◆ **Goal of the exercise**
Your task is to work out how many lines in the data include the word "harness". Reply with the number alone.

■ ■ ■ ■

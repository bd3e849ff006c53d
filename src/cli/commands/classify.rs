use crate::config::AppConfig;
use crate::detection::{read_header_probe, sniff_header, PROBE_CAP};
use crate::errors::{AppError, AppResult};
use crate::harness::report::ReportFormatter;
use clap::Args;
use std::fs::File;
use std::path::PathBuf;
use tracing::info;

#[derive(Args)]
#[command(author, version, about, long_about = None)]
pub struct ClassifyCommand {
    /// File to classify by content
    path: PathBuf,

    /// Payload bytes shown in the hex preview (overrides config.toml)
    #[arg(long)]
    preview_bytes: Option<usize>,
}

impl ClassifyCommand {
    pub fn run(&self) -> AppResult<i32> {
        // Validate inputs
        if !self.path.exists() {
            return Err(AppError::Config(format!(
                "file does not exist: {}",
                self.path.display()
            )));
        }

        let app_config = AppConfig::get_defaults();
        let preview_bytes = self.preview_bytes.unwrap_or(app_config.report.preview_bytes);

        info!("Classifying {}", self.path.display());

        let mut file = File::open(&self.path)?;
        let header = read_header_probe(&mut file, PROBE_CAP)?;

        println!("File:   {}", self.path.display());
        println!(
            "Header: {} ({} bytes probed)",
            ReportFormatter::hex_preview(&header, preview_bytes),
            header.len()
        );

        match sniff_header(&header) {
            Ok(kind) => {
                println!("Detected: {} ({}, .{})", kind, kind.mime_type(), kind.extension());
                Ok(0)
            }
            Err(e) => {
                println!("Rejected: {}", e);
                Ok(1)
            }
        }
    }
}
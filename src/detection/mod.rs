//! Magic-byte content validation
//!
//! This module contains the signature classifier used to vet uploaded image
//! content, plus the bounded header probe that feeds it. The classifier is
//! whitelist-only and operates purely on the leading bytes of a payload; it
//! never consults file extensions or declared content types.

pub mod image_signature;
pub mod probe;

// Re-export for convenience
pub use image_signature::{
    sniff_header, validate_image_bytes, ImageKind, MIN_SIGNATURE_LEN, PROBE_CAP,
};
pub use probe::{read_header_probe, validate_image_stream};
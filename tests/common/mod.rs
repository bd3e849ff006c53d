//! Common Test Utilities
//!
//! Shared payload builders used across integration tests. These mirror the
//! built-in fixture headers byte for byte so tests can assemble variants
//! (truncated, padded, mislabeled) without duplicating magic constants.

/// JPEG payload: JFIF header plus zero padding
pub fn jpeg_payload() -> Vec<u8> {
    let mut data =
        b"\xFF\xD8\xFF\xE0\x00\x10JFIF\x00\x01\x01\x00\x00\x01\x00\x01\x00\x00".to_vec();
    data.extend(vec![0x00; 100]);
    data
}

/// PNG payload: signature plus IHDR chunk start and zero padding
pub fn png_payload() -> Vec<u8> {
    let mut data = b"\x89\x50\x4E\x47\x0D\x0A\x1A\x0A\x00\x00\x00\x0DIHDR\x00\x00\x00\x01".to_vec();
    data.extend(vec![0x00; 100]);
    data
}

/// WebP payload: RIFF container, WEBP form type, VP8 chunk tag, padding
pub fn webp_payload() -> Vec<u8> {
    let mut data = b"RIFF\x00\x00\x00\x00WEBPVP8 ".to_vec();
    data.extend(vec![0x00; 100]);
    data
}

/// RIFF container that is not WebP (WAVE form type)
pub fn riff_wave_payload() -> Vec<u8> {
    b"RIFF\x24\x00\x00\x00WAVEfmt ".to_vec()
}
//! Suite report tests
//!
//! Run the built-in fixture suite end to end and verify the report, the
//! exit-code mapping, and both output formats.

use upload_guard::detection::ImageKind;
use upload_guard::harness::fixtures::{builtin_fixtures, Expectation, Fixture};
use upload_guard::harness::report::{run_suite, OutputFormat, ReportFormatter};

#[test]
fn builtin_suite_passes_in_full() {
    let report = run_suite(&builtin_fixtures(), 50);

    assert_eq!(report.total, 7);
    assert_eq!(report.passed, 7);
    assert_eq!(report.failed, 0);
    assert!(report.scenario.rejected);
    assert_eq!(report.exit_code(), 0);

    for outcome in &report.outcomes {
        assert!(outcome.passed, "fixture '{}' must pass", outcome.name);
    }
}

#[test]
fn reject_fixtures_pass_by_failing_to_classify() {
    let report = run_suite(&builtin_fixtures(), 50);

    for outcome in report.outcomes.iter().filter(|o| o.expected_kind.is_none()) {
        assert!(outcome.observed_kind.is_none());
        assert!(outcome.rejection.is_some());
        assert!(outcome.passed);
    }
}

#[test]
fn suite_failure_maps_to_exit_code_one() {
    // GIF must stay rejected; expecting acceptance has to fail the suite
    let sabotaged = vec![Fixture {
        name: "gif",
        description: "GIF header wrongly expected to pass",
        payload: b"GIF89a\x00\x00\x00\x00".to_vec(),
        expectation: Expectation::Accept(ImageKind::Png),
    }];

    let report = run_suite(&sabotaged, 50);
    assert_eq!(report.failed, 1);
    assert_eq!(report.exit_code(), 1);
}

#[test]
fn console_report_narrates_all_sections() {
    let report = run_suite(&builtin_fixtures(), 50);
    let text = ReportFormatter::format_suite(&report, &OutputFormat::Console).unwrap();

    assert!(text.contains("1. WHITELISTED IMAGE HEADERS"));
    assert!(text.contains("2. MALICIOUS/IRRELEVANT PAYLOADS"));
    assert!(text.contains("3. SIMULATED UPLOAD ATTEMPT: shell.php"));
    assert!(text.contains("Total fixtures: 7"));
    assert!(text.contains("All validations passed"));

    // Every fixture is mentioned by name
    for fixture in builtin_fixtures() {
        assert!(text.contains(&fixture.name.to_uppercase()));
    }
}

#[test]
fn json_report_is_machine_readable() {
    let report = run_suite(&builtin_fixtures(), 8);
    let json = ReportFormatter::format_suite(&report, &OutputFormat::Json).unwrap();
    let value: serde_json::Value = serde_json::from_str(&json).unwrap();

    assert_eq!(value["total"], 7);
    assert_eq!(value["passed"], 7);
    assert_eq!(value["scenario"]["filename"], "shell.php");
    assert_eq!(value["scenario"]["rejected"], true);

    // Preview is bounded by the configured byte count (hex doubles it)
    let preview = value["scenario"]["payload_preview"].as_str().unwrap();
    assert!(preview.starts_with(&hex::encode(b"<?php\n")));
    assert!(preview.ends_with("..."));
}
use crate::config::AppConfig;
use crate::errors::AppResult;
use crate::harness::fixtures::builtin_fixtures;
use crate::harness::report::{run_suite, OutputFormat, ReportFormatter};
use clap::Args;
use std::str::FromStr;
use tracing::{info, warn};

#[derive(Args, Default)]
#[command(author, version, about, long_about = None)]
pub struct SuiteCommand {
    /// Report output format: console or json (overrides config.toml)
    #[arg(long)]
    format: Option<String>,

    /// Payload bytes shown in hex previews (overrides config.toml)
    #[arg(long)]
    preview_bytes: Option<usize>,
}

impl SuiteCommand {
    pub fn run(&self) -> AppResult<i32> {
        info!("=== Upload Guard - Fixture Suite ===");

        // Load configuration from file/environment
        let app_config = match AppConfig::load() {
            Ok(config) => {
                info!("Configuration loaded successfully");
                config
            }
            Err(e) => {
                warn!("Failed to load configuration, using defaults: {}", e);
                AppConfig::get_defaults()
            }
        };

        // CLI arguments override config values
        let final_format = self
            .format
            .clone()
            .unwrap_or(app_config.report.format.clone());
        let final_preview_bytes = self
            .preview_bytes
            .unwrap_or(app_config.report.preview_bytes);

        let format = OutputFormat::from_str(&final_format)?;

        info!("Configuration:");
        info!("  Report format: {}", final_format);
        info!("  Preview bytes: {}", final_preview_bytes);

        let report = run_suite(&builtin_fixtures(), final_preview_bytes);
        print!(
            "{}",
            ReportFormatter::format_suite(&report, &format)?
        );

        Ok(report.exit_code())
    }
}
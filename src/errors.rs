use thiserror::Error;

/// Application-wide error type - single point of truth
#[derive(Error, Debug)]
pub enum AppError {
    /// File I/O operations
    #[error("I/O error: {0}")]
    Io(#[from] std::io::Error),

    /// Configuration issues
    #[error("Configuration error: {0}")]
    Config(String),

    /// Upload content rejected by the signature whitelist
    #[error("Validation error: {0}")]
    Validation(#[from] ValidationError),
}

/// Content validation error types
///
/// Both kinds are terminal for the call that raised them: there is no retry
/// and no partial success. The caller decides what rejection looks like to
/// the end user.
#[derive(Error, Debug, Clone, Copy, PartialEq, Eq)]
pub enum ValidationError {
    /// Probe shorter than the minimum signature length
    #[error("file too small to carry an image signature ({len} bytes)")]
    TooSmall { len: usize },

    /// Probe matches none of the whitelisted image signatures
    #[error("content not recognized as an allowed image type")]
    UnrecognizedFormat,
}

/// Application-wide result type - single point of truth
pub type AppResult<T> = Result<T, AppError>;

/// Result type for content validation
pub type ValidationResult<T> = Result<T, ValidationError>;

// Additional From implementations for common error types
impl From<serde_json::Error> for AppError {
    fn from(err: serde_json::Error) -> Self {
        AppError::Config(format!("JSON export failed: {}", err))
    }
}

■ ■ ■ ■

◆ **Answer section**
5